> [What the task requires]:
All entries should be output exactly as they stand.

Collected data entries:
::::

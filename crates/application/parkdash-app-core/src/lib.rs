pub mod actions;
pub mod bus;
pub mod connection;
pub mod kernel;
pub mod ports;
pub mod reducer;
pub mod renderer;
pub mod store;
pub mod transport;
pub mod viewmodel;

pub use actions::{ActionReceipt, ActionService};
pub use bus::{BusEvent, EventBus, Handler};
pub use connection::{
    AckPolicy, Backoff, ConnectionManager, ConnectionState, SendOutcome, SyncCursor,
};
pub use kernel::Dashboard;
pub use ports::*;
pub use reducer::{NewRecord, RecordPatch};
pub use renderer::{
    Easing, ProgressElement, ProgressStyle, ReconciliationRenderer, RenderOp, RenderPlan,
    RenderedRow, StatusCell,
};
pub use store::{AppState, ReactiveStore, StateKey, StatePatch, StateValue, Subscription};
pub use transport::{HttpActions, WsConnector};
pub use viewmodel::*;
use parkdash_core::{ActionType, RecordKey};

use crate::connection::ConnectionState;
use crate::renderer::{ProgressStyle, RenderPlan};
use crate::viewmodel::{SlotTileVm, StatusBarVm};

/// Writing half of an open connection.
#[async_trait::async_trait]
pub trait FrameSink: Send {
    async fn send(&mut self, frame: String) -> anyhow::Result<()>;
    async fn close(&mut self) -> anyhow::Result<()>;
}

/// Reading half of an open connection. `None` means the peer closed it.
#[async_trait::async_trait]
pub trait FrameStream: Send {
    async fn next(&mut self) -> Option<anyhow::Result<String>>;
}

#[async_trait::async_trait]
pub trait Connector: Send + Sync + 'static {
    async fn open(
        &self,
        endpoint: &str,
    ) -> anyhow::Result<(Box<dyn FrameSink>, Box<dyn FrameStream>)>;
}

#[async_trait::async_trait]
pub trait ActionPort: Send + Sync + 'static {
    async fn post_action(&self, uid: u32, action: ActionType, sid: u8) -> anyhow::Result<()>;
}

/// Whatever draws the dashboard. Calls arrive on the thread that changed the
/// state and must not block.
pub trait RenderSurface: Send + Sync + 'static {
    fn apply_history(&self, plan: &RenderPlan);

    fn progress(&self, _key: &RecordKey, _style: &ProgressStyle) {}

    fn slots(&self, _tiles: &[SlotTileVm]) {}

    fn status_bar(&self, _vm: &StatusBarVm) {}

    fn connection(&self, _state: ConnectionState) {}
}
pub mod endpoint;
pub mod http;
pub mod ws;

pub use endpoint::{action_url, derive_endpoint, resolve_endpoint};
pub use http::{ActionError, ActionRequest, HttpActionClient};
pub use ws::{TransportError, WsSink, WsStream, WsTransport};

::::

> [Solution to the problem]:
filename crates/application/parkdash-app-core/src/lib.rs
pub mod actions;
pub mod bus;
pub mod connection;
pub mod kernel;
pub mod ports;
pub mod reducer;
pub mod renderer;
pub mod store;
pub mod transport;
pub mod viewmodel;

pub use actions::{ActionReceipt, ActionService};
pub use bus::{BusEvent, EventBus, Handler};
pub use connection::{
    AckPolicy, Backoff, ConnectionManager, ConnectionState, SendOutcome, SyncCursor,
};
pub use kernel::Dashboard;
pub use ports::*;
pub use reducer::{NewRecord, RecordPatch};
pub use renderer::{
    Easing, ProgressElement, ProgressStyle, ReconciliationRenderer, RenderOp, RenderPlan,
    RenderedRow, StatusCell,
};
pub use store::{AppState, ReactiveStore, StateKey, StatePatch, StateValue, Subscription};
pub use transport::{HttpActions, WsConnector};
pub use viewmodel::*;
use parkdash_core::{ActionType, RecordKey};

use crate::connection::ConnectionState;
use crate::renderer::{ProgressStyle, RenderPlan};
use crate::viewmodel::{SlotTileVm, StatusBarVm};

/// Writing half of an open connection.
#[async_trait::async_trait]
pub trait FrameSink: Send {
    async fn send(&mut self, frame: String) -> anyhow::Result<()>;
    async fn close(&mut self) -> anyhow::Result<()>;
}

/// Reading half of an open connection. `None` means the peer closed it.
#[async_trait::async_trait]
pub trait FrameStream: Send {
    async fn next(&mut self) -> Option<anyhow::Result<String>>;
}

#[async_trait::async_trait]
pub trait Connector: Send + Sync + 'static {
    async fn open(
        &self,
        endpoint: &str,
    ) -> anyhow::Result<(Box<dyn FrameSink>, Box<dyn FrameStream>)>;
}

#[async_trait::async_trait]
pub trait ActionPort: Send + Sync + 'static {
    async fn post_action(&self, uid: u32, action: ActionType, sid: u8) -> anyhow::Result<()>;
}

/// Whatever draws the dashboard. Calls arrive on the thread that changed the
/// state and must not block.
pub trait RenderSurface: Send + Sync + 'static {
    fn apply_history(&self, plan: &RenderPlan);

    fn progress(&self, _key: &RecordKey, _style: &ProgressStyle) {}

    fn slots(&self, _tiles: &[SlotTileVm]) {}

    fn status_bar(&self, _vm: &StatusBarVm) {}

    fn connection(&self, _state: ConnectionState) {}
}
pub mod endpoint;
pub mod http;
pub mod ws;

pub use endpoint::{action_url, derive_endpoint, resolve_endpoint};
pub use http::{ActionError, ActionRequest, HttpActionClient};
pub use ws::{TransportError, WsSink, WsStream, WsTransport};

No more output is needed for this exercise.